# What is expected:
Beneath this line are the data; copy exactly the part of them that opens with the line containing "gossip chat in" and closes with the line containing "let (session, session_rx)", and only that part.

Given entries Block Start

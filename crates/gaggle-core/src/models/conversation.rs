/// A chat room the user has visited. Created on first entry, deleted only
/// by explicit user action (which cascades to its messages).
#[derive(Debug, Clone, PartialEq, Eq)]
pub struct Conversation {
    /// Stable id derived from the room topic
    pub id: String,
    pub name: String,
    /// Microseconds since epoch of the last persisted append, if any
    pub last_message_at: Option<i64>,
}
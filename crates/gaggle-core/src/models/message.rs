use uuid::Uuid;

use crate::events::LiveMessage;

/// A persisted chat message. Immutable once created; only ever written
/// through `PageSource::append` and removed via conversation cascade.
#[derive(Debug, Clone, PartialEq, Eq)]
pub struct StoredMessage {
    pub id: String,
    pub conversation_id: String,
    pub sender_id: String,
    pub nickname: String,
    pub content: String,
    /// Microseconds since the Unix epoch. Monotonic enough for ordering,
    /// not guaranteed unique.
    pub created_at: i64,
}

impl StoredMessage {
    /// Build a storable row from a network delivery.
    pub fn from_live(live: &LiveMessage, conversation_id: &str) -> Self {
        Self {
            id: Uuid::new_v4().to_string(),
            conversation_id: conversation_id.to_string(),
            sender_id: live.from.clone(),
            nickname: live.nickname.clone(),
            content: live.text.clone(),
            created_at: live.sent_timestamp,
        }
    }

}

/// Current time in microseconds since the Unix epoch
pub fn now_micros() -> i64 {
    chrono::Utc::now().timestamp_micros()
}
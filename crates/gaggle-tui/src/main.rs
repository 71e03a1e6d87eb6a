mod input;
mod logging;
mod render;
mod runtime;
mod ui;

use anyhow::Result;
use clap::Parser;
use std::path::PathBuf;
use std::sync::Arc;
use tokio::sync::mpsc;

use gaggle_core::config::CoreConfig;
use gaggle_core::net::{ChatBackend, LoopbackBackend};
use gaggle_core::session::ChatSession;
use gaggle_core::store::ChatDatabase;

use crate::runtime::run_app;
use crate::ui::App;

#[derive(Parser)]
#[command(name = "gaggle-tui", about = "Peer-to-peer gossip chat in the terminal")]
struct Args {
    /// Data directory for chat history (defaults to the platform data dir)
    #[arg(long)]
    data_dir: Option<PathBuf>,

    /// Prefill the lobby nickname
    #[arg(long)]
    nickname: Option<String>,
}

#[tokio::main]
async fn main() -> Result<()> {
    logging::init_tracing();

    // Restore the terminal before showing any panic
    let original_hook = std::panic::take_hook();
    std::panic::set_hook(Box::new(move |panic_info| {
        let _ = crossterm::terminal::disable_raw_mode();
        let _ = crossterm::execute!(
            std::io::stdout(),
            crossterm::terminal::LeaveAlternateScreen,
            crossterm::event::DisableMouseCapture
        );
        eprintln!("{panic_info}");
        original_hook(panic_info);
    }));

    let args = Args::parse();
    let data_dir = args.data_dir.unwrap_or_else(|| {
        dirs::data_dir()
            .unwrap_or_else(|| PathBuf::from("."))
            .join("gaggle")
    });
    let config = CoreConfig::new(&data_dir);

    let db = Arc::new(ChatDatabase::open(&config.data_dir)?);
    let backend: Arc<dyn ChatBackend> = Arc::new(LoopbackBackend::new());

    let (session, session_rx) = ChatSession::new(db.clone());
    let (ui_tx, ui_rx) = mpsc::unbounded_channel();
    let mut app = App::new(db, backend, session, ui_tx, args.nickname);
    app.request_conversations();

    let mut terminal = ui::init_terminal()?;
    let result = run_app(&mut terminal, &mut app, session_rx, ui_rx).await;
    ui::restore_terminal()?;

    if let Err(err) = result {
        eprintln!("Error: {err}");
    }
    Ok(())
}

Given entries Block End
Given entries Block Start

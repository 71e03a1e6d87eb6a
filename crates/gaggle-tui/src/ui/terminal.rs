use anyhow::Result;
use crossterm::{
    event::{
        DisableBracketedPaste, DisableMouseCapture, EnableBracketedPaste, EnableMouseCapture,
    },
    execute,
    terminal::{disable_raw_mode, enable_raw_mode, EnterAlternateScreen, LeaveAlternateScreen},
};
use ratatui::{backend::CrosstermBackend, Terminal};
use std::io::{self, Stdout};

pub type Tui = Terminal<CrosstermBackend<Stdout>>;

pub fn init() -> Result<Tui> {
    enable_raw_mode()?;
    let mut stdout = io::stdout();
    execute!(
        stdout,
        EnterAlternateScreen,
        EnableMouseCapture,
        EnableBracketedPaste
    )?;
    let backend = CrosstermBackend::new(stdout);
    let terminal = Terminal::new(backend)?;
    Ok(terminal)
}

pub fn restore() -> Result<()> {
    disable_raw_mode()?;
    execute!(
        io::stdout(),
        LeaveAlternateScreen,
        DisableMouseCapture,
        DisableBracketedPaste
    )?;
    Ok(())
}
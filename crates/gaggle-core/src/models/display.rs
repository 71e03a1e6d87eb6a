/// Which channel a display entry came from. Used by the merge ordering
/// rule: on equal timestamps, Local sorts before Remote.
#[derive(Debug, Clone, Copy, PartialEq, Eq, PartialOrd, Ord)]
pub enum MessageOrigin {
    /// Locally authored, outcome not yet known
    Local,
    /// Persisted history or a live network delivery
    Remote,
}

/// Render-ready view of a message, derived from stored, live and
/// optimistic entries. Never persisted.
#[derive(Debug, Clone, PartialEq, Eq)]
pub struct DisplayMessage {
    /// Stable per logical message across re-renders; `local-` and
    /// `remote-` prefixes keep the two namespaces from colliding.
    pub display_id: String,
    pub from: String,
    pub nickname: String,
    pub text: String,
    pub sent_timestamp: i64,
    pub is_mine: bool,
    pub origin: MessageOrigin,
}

Given entries Block End

# Response to the exercise:
#[command(name = "gaggle-tui", about = "Peer-to-peer gossip chat in the terminal")]
struct Args {
    /// Data directory for chat history (defaults to the platform data dir)
    #[arg(long)]
    data_dir: Option<PathBuf>,

    /// Prefill the lobby nickname
    #[arg(long)]
    nickname: Option<String>,
}

#[tokio::main]
async fn main() -> Result<()> {
    logging::init_tracing();

    // Restore the terminal before showing any panic
    let original_hook = std::panic::take_hook();
    std::panic::set_hook(Box::new(move |panic_info| {
        let _ = crossterm::terminal::disable_raw_mode();
        let _ = crossterm::execute!(
            std::io::stdout(),
            crossterm::terminal::LeaveAlternateScreen,
            crossterm::event::DisableMouseCapture
        );
        eprintln!("{panic_info}");
        original_hook(panic_info);
    }));

    let args = Args::parse();
    let data_dir = args.data_dir.unwrap_or_else(|| {
        dirs::data_dir()
            .unwrap_or_else(|| PathBuf::from("."))
            .join("gaggle")
    });
    let config = CoreConfig::new(&data_dir);

    let db = Arc::new(ChatDatabase::open(&config.data_dir)?);
    let backend: Arc<dyn ChatBackend> = Arc::new(LoopbackBackend::new());

    let (session, session_rx) = ChatSession::new(db.clone());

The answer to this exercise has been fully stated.